Ma il punto non è questo della destra o sinistra o dell’autogol del leader della Lega. Anche se con toni più pacati, la battaglia politica tra destra e sinistra esiste ovunque ed è giusto che sia così. Errori marchiani, come quello di Salvini, fanno parte del dibattito politico democratico.

Quello che invece non è accettabile è l’interferenza politica straniera negli affari interni di un Paese democratico e, cosa più grave, il comportamento di alcuni politici che invece di combatterla l’hanno assecondata e addirittura sollecitata creando un precedente molto pericoloso. Nel futuro, con quali argomenti possiamo criticare l’interferenza straniera in Italia? Alcuni parlano dell’interferenza del governo russo nella politica italiana con aiuti alla Lega. Ammesso che sia vero, il presidente russo Vladimir Putin ha fatto di nascosto ciò che Macron e la Markel hanno fatto palesemente nascondendosi dietro l’Europa.

E non ditemi che Macron aveva ragione a intervenire contro il “fascista” Salvini; chiudere il dibattito in questo modo è tipico di mentalità dittatoriali di tutti i tipi.

Un’ultima osservazione: smettiamola col ricatto morale agli italiani paragonando le sventurati vittime del genocidio in Africa, con i milioni di italiani emigrati in tutto il mondo nel secolo scorso.

Questi ultimi sono entrati bussando educatamente alla porta e fatti entrare dopo che la loro utilità al Paese ospitante era accertata. Essi sono morti nelle miniere del Belgio, spaccatosi la schiena nella Pampa argentina o costruito autostrade in Canada quando la temperatura era di -25. All’italiano all’estero non ha fatto sconti nessuno.

Questo non significa che non si debbano aiutare questi sventurati, ma se c’è qualcuno che deve essere imbarazzato per le tragedie in Africa e nel Mediterraneo non sono gli italiani, ma i responsabili di decenni di sfruttamento coloniale, con quello francese in prima linea.
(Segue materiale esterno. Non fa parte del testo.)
use chrono::{DateTime, Local};
use log::{error, info, warn};
use serde::Serialize;
use std::fs::{File, OpenOptions};
use std::path::{Path, PathBuf};

use crate::error::ControlError;
use crate::types::{RunState, TelemetrySample};

pub const HEADER: [&str; 8] = [
    "Time",
    "System State",
    "Stack Voltage (V)",
    "Stack Current (mA)",
    "Stack Power (W)",
    "Water Resistivity (MΩ)",
    "Flow Rate (mL/min)",
    "Temperature (°C)",
];

/// One CSV row; unavailable readings are empty cells.
#[derive(Debug, Serialize)]
struct LogRecord {
    time: String,
    state: String,
    voltage: String,
    current: String,
    power: String,
    resistivity: String,
    flow: String,
    temperature: String,
}

fn cell(value: Option<f64>, decimals: usize) -> String {
    value.map(|v| format!("{v:.decimals$}")).unwrap_or_default()
}

impl LogRecord {
    fn new(time: DateTime<Local>, state: RunState, sample: &TelemetrySample) -> Self {
        Self {
            time: time.format("%Y-%m-%d %H:%M:%S").to_string(),
            state: state.to_string(),
            voltage: cell(sample.voltage, 2),
            current: cell(sample.current, 2),
            power: cell(sample.power, 4),
            resistivity: cell(sample.resistivity, 2),
            flow: cell(sample.flow, 0),
            temperature: cell(sample.temperature, 1),
        }
    }
}

/// Append-only CSV telemetry log.
///
/// The file is recreated at startup; previous runs are not kept.
#[derive(Debug)]
pub struct DataLogger {
    path: PathBuf,
    records_written: u64,
    consecutive_failures: usize,
}

impl DataLogger {
    /// Truncate (or create) the log and write the header row.
    pub fn create<P: Into<PathBuf>>(path: P) -> Result<Self, ControlError> {
        let path = path.into();
        let file = File::create(&path).map_err(|source| ControlError::SinkWrite {
            source,
            context: format!("Could not create data log at {:?}", path),
        })?;

        let mut writer = csv::Writer::from_writer(file);
        writer
            .write_record(HEADER)
            .and_then(|_| writer.flush().map_err(csv::Error::from))
            .map_err(|e| ControlError::SinkWrite {
                source: std::io::Error::other(e.to_string()),
                context: format!("Could not write header to {:?}", path),
            })?;

        info!("Data log created at {:?}", path);
        Ok(Self {
            path,
            records_written: 0,
            consecutive_failures: 0,
        })
    }

    pub fn path(&self) -> &Path {
        &self.path
    }

    pub fn records_written(&self) -> u64 {
        self.records_written
    }

    pub fn consecutive_failures(&self) -> usize {
        self.consecutive_failures
    }

    /// Append one record for `sample` stamped with the current wall-clock time.
    ///
    /// A failure is counted and returned; the next call retries from scratch.
    pub fn append(&mut self, sample: &TelemetrySample, state: RunState) -> Result<(), ControlError> {
        let record = LogRecord::new(Local::now(), state, sample);

        match self.write_record(&record) {
            Ok(()) => {
                self.consecutive_failures = 0;
                self.records_written += 1;
                info!("Data logged");
                Ok(())
            }
            Err(e) => {
                self.consecutive_failures += 1;
                error!("Data log failure {}: {}", self.consecutive_failures, e);

                // Periodic warning
                if self.consecutive_failures % 3 == 0 {
                    warn!(
                        "Data log has failed {} times in a row; instruments keep running",
                        self.consecutive_failures
                    );
                }
                Err(e)
            }
        }
    }

    fn write_record(&self, record: &LogRecord) -> Result<(), ControlError> {
        let file = OpenOptions::new()
            .append(true)
            .open(&self.path)
            .map_err(|source| ControlError::SinkWrite {
                source,
                context: format!("Could not open data log at {:?}", self.path),
            })?;

        let mut writer = csv::WriterBuilder::new()
            .has_headers(false)
            .from_writer(file);
        writer
            .serialize(record)
            .and_then(|_| writer.flush().map_err(csv::Error::from))
            .map_err(|e| ControlError::SinkWrite {
                source: std::io::Error::other(e.to_string()),
                context: format!("Could not append to {:?}", self.path),
            })
    }
}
Le persone che annegano nel Mediterraneo sono vittime di banditi locali (i signori della guerra) appoggiati dalla criminalità comune e da potenze internazionali che hanno interessi a vendere armi in cambio di diamanti e petrolio a buon mercato.

Salvini ha fatto anche cose buone a volte nel modo sbagliato ma, alla fine, si è dimostrato un bulletto di paese che si è trovato l’Italia nelle mani a causa dell’incapacità di chi lo aveva preceduto. Di coloro che avevano il dovere di governare per il bene del popolo e non per benefici personali, familiari o, i più onesti, per fini partitici la cui licenza di operare è scaduta nel secolo scorso. Purtroppo, molti sono oggi di nuovo al potere nascondendosi dietro qualche nome nuovo; ma la cosa più triste è che dobbiamo anche dire ‘Bentornati’.